Where a spinal injury is suspected the calculation changes, and it is a genuine judgement, not a rule. If skilled help will arrive soon and you are alone, it is often better to hold the airway open by hand (jaw thrust, or a careful head-tilt-chin-lift) and keep the casualty still rather than turn them. If help is some way off, or there are two of you, the casualty can be turned onto their side while the head, neck, and spine are kept in line, which needs more than one pair of hands so the whole body rolls as a single rigid unit. The deciding question is always which threat is the greater now: a casualty drowning in their own vomit must be turned, spine or no spine, because a protected spine is no use to a casualty who has suffocated. Whatever the position, keep checking the breathing.

Choking: clearing a blocked airway in a conscious casualty

Choking is a foreign object, often food, lodged in the airway of someone who was fine a moment ago. It is a different problem from the unconscious casualty whose tongue has fallen back, and it has its own drill. The first task is to recognise it and judge how bad it is, because mild and severe choking are handled differently.

Ask the casualty, "Are you choking?" A casualty with a mild obstruction can still move some air: they can cough, perhaps speak or make a croaky sound, and the cough is forceful. Here their own cough beats anything you can apply, so encourage them to cough, stay with them, do nothing that might interfere, and watch in case it worsens.

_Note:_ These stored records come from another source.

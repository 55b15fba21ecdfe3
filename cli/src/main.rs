mod config;

use anyhow::{Context, Result};
use clap::{Parser, Subcommand};
use netrunner_core::{build_deployments, NetworkOrchestrator, NetworkState};
use std::path::{Path, PathBuf};
use tracing::{error, info, warn, Level};
use tracing_subscriber::FmtSubscriber;

use config::RunnerConfig;

#[derive(Parser, Debug)]
#[command(name = "netrunner")]
#[command(about = "Provision and supervise AVAGO test networks", long_about = None)]
struct Args {
    /// Log level
    #[arg(long, default_value = "info", global = true)]
    log_level: String,

    #[command(subcommand)]
    command: Command,
}

#[derive(Subcommand, Debug)]
enum Command {
    /// Print the deployment descriptors of a network without submitting anything
    Render {
        /// Network config file
        #[arg(long, short, env = "NETRUNNER_CONFIG")]
        config: PathBuf,
    },
    /// Start a network and keep it running until Ctrl-C
    Start {
        /// Network config file
        #[arg(long, short, env = "NETRUNNER_CONFIG")]
        config: PathBuf,
    },
}

#[tokio::main]
async fn main() -> Result<()> {
    let args = Args::parse();

    // Initialize logging
    let log_level = match args.log_level.to_lowercase().as_str() {
        "trace" => Level::TRACE,
        "debug" => Level::DEBUG,
        "info" => Level::INFO,
        "warn" => Level::WARN,
        "error" => Level::ERROR,
        _ => Level::INFO,
    };

    let subscriber = FmtSubscriber::builder()
        .with_max_level(log_level)
        .with_writer(std::io::stderr)
        .finish();

    tracing::subscriber::set_global_default(subscriber)?;

    match args.command {
        Command::Render { config } => render(&config),
        Command::Start { config } => start(&config).await,
    }
}

fn load(path: &Path) -> Result<(RunnerConfig, netrunner_core::NetworkConfig)> {
    let cfg = RunnerConfig::load(path)?;
    let base_dir = path.parent().unwrap_or_else(|| Path::new("."));
    let network = cfg.to_network(base_dir)?;
    Ok((cfg, network))
}

fn render(path: &Path) -> Result<()> {
    let (cfg, network) = load(path)?;

    let deployments = build_deployments(&network, cfg.backend.kind())
        .context("Invalid network configuration")?;
    let descriptors: Vec<_> = deployments.iter().collect();

    println!("{}", serde_json::to_string_pretty(&descriptors)?);
    Ok(())
}

async fn start(path: &Path) -> Result<()> {
    let (cfg, network) = load(path)?;

    info!(
        "Starting {} node(s) on the {} backend",
        network.node_configs.len(),
        cfg.backend.kind()
    );

    let backend = cfg.backend.into_backend().context("Failed to initialize backend")?;
    let mut orchestrator = NetworkOrchestrator::new(network, backend, cfg.orchestrator);

    if let Err(e) = orchestrator.start().await {
        if orchestrator.state() == NetworkState::Degraded {
            warn!("Network started degraded: {}", e);
        } else {
            error!("Network failed to start: {}", e);
            if let Err(teardown) = orchestrator.stop().await {
                error!("Cleanup after failed start: {}", teardown);
            }
            return Err(e.into());
        }
    }

    for node in orchestrator.submitted_nodes() {
        info!("  {} api={} staking={}", node.name, node.api_url, node.staking_address);
    }
    info!("Network is running, press Ctrl-C to tear it down");

    tokio::signal::ctrl_c()
        .await
        .context("Failed to listen for Ctrl-C")?;

    info!("Shutting down network");
    orchestrator.stop().await?;
    info!("Network stopped");
    Ok(())
}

A casualty with a severe obstruction cannot shift the air: they cannot speak, the cough is silent or absent, the breathing is a high-pitched wheeze or nothing at all, they may clutch the throat (the universal sign of choking), and they will quickly become distressed, then blue, then unconscious. Severe choking needs your hands now.

For the conscious casualty with severe choking, the drill alternates two techniques, summarised in the figure below. First, back blows, up to five. Stand to the side and slightly behind the casualty, support their chest with one hand and lean them well forward so that anything dislodged falls out of the mouth rather than back down the airway, and with the heel of your other hand give up to five sharp blows between the shoulder blades, checking after each; stop as soon as it clears, you do not always give all five. If five back blows fail, switch to abdominal thrusts, up to five. Stand behind the casualty, put both arms around the upper abdomen, clench one fist and place it just above the navel and below the breastbone, grasp it with the other hand, and pull sharply inwards and upwards, up to five times, checking after each; the thrust drives the diaphragm up and forces a blast of air out of the lungs to pop the object free. Then return to five back blows, and keep alternating, five and five, checking after every blow and thrust, until the airway clears or the casualty becomes unconscious.

   CHOKING

   "Are you choking?"
        |
        +-------------------------------+
        | MILD                          | SEVERE
        | (can cough / speak,           | (cannot speak, silent or
        |  forceful cough)              |  absent cough, clutching throat)
        v                               v
   Encourage coughing.            Lean casualty well forward.
   Stay. Watch for it             5 BACK BLOWS (heel of hand,
   getting worse.                 between shoulder blades),
                                  checking after each.
                                       |  not cleared
                                       v
                                  5 ABDOMINAL THRUSTS
                                  (fist above navel, in and up),
                                  checking after each.
                                       |  not cleared
                                       v
                                  Repeat 5 and 5, checking after
                                  every blow and thrust.
                                       |
                                       v
                                  Casualty goes UNCONSCIOUS?
                                       |
                                       v
                                  Lower carefully to the ground,
                                  start resuscitation (CPR),
                                  keep help coming.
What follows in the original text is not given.